The “atypical” form (“Type 2” or TN2) is characterized by constant aching, burning, or stabbing pain of somewhat lower intensity than Type 1.

Pain may involve the ophthalmic, maxillary, or mandibular branches of the trigeminal nerve. Intense flashes of pain can be triggered by vibration or contact with the cheek (such as shaving, washing the face, or applying makeup), brushing teeth, eating, drinking, talking, or exposure to wind. Pain is often accompanied by facial spasms or tics.

Trigeminal neuralgia is more common in 60-70-year-old females. Causes include focal trigeminal nerve demyelination, arterial or venous compression, compression or damage to the trigeminal nerve, neoplasms, etc. Most cases are idiopathic. Patients with multiple sclerosis or hypertension are at increased risk of trigeminal neuralgia. It may lead to depression and suicidal tendencies.

(V) Mixed headaches: Headaches with characteristics of migraine and tension headaches are called mixed headaches.

(VI) Ice pick headache: Also called primary stabbing headache, this condition involves brief stabs or jabs of pain, most often in the frontal or temporal area. It is more common in women. It may be associated with nausea, vomiting, and photophobia. No accompanying autonomic phenomena (as seen in cluster headaches) are present. Some cases are secondary to herpes zoster, stroke, meningioma, or multiple sclerosis.

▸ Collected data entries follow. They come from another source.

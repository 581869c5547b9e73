//! The finalized message handed to a transport.

use std::time::SystemTime;

use chrono::{DateTime, Utc};
use lettre::message::{Mailbox, MultiPart};
use lettre::{Address, Message};

use crate::error::MailError;
use crate::part::BodyPart;

/// A fully assembled message.
///
/// Built by [`MailSender::send`](crate::MailSender::send) from the builder
/// state and passed to the transport; the `before_send_message` hook may
/// still modify it.
#[derive(Debug, Clone, PartialEq, Eq)]
pub struct OutgoingMessage {
    /// Sender.
    pub from: Mailbox,
    /// Primary recipients.
    pub to: Vec<Mailbox>,
    /// Carbon copy recipients.
    pub cc: Vec<Mailbox>,
    /// Blind carbon copy recipients.
    pub bcc: Vec<Mailbox>,
    /// Subject line.
    pub subject: String,
    /// Sent date.
    pub sent_at: DateTime<Utc>,
    /// Body parts in order: text, attachments, inline images.
    pub parts: Vec<BodyPart>,
}

impl OutgoingMessage {
    /// Creates a message without recipients or parts, dated now.
    #[must_use]
    pub fn new(from: Mailbox, subject: impl Into<String>) -> Self {
        Self {
            from,
            to: Vec::new(),
            cc: Vec::new(),
            bcc: Vec::new(),
            subject: subject.into(),
            sent_at: Utc::now(),
            parts: Vec::new(),
        }
    }

    /// Returns all recipient addresses (to, cc, bcc).
    #[must_use]
    pub fn all_recipients(&self) -> Vec<Address> {
        self.to
            .iter()
            .chain(&self.cc)
            .chain(&self.bcc)
            .map(|mailbox| mailbox.email.clone())
            .collect()
    }

    /// Returns the parts whose content type is `essence` (e.g. `text/html`).
    pub fn parts_of_type<'a>(&'a self, essence: &'a str) -> impl Iterator<Item = &'a BodyPart> + 'a {
        self.parts
            .iter()
            .filter(move |part| part.content_type().essence() == essence)
    }

    /// Returns the attachments named `filename`, in order.
    pub fn attachments_named<'a>(
        &'a self,
        filename: &'a str,
    ) -> impl Iterator<Item = &'a BodyPart> + 'a {
        self.parts
            .iter()
            .filter(move |part| part.filename() == Some(filename))
    }

    /// Builds the `multipart/mixed` message.
    ///
    /// # Errors
    ///
    /// Returns an error if there are no parts or no recipient.
    pub fn to_lettre(&self) -> Result<Message, MailError> {
        let mut builder = Message::builder()
            .from(self.from.clone())
            .subject(self.subject.clone())
            .date(SystemTime::from(self.sent_at));

        for mailbox in &self.to {
            builder = builder.to(mailbox.clone());
        }
        for mailbox in &self.cc {
            builder = builder.cc(mailbox.clone());
        }
        for mailbox in &self.bcc {
            builder = builder.bcc(mailbox.clone());
        }

        let mut parts = self.parts.iter().map(BodyPart::to_single_part);
        let first = parts.next().ok_or(MailError::EmptyBody)?;
        let body = parts.fold(MultiPart::mixed().singlepart(first), MultiPart::singlepart);

        Ok(builder.multipart(body)?)
    }

    /// Renders the message as RFC 5322 bytes.
    ///
    /// # Errors
    ///
    /// Returns an error if the message cannot be built.
    pub fn formatted(&self) -> Result<Vec<u8>, MailError> {
        Ok(self.to_lettre()?.formatted())
    }
}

(VII) Temporal arteritis or Giant cell arteritis: Seen in older females, it presents with headache, claudication of the jaw, visual disturbances, and scalp tenderness. Fever, elevated ESR, and fatigue may be present. Involvement of the ophthalmic artery may cause blindness. It is more common in individuals with Northern European ancestry.

(VIII) Medication overuse headaches: Medication overuse headache is defined as a headache occurring on 15 days or more per month that is regarded as a consequence of regular overuse of headache medication in a patient with a pre-existing headache. It is more common in women and in those with anxiety and depression. Use of caffeine-containing over-the-counter combination analgesics, tranquilizers, triptans, or opioids for the treatment of migraine is associated with a greater risk of medication overuse headache.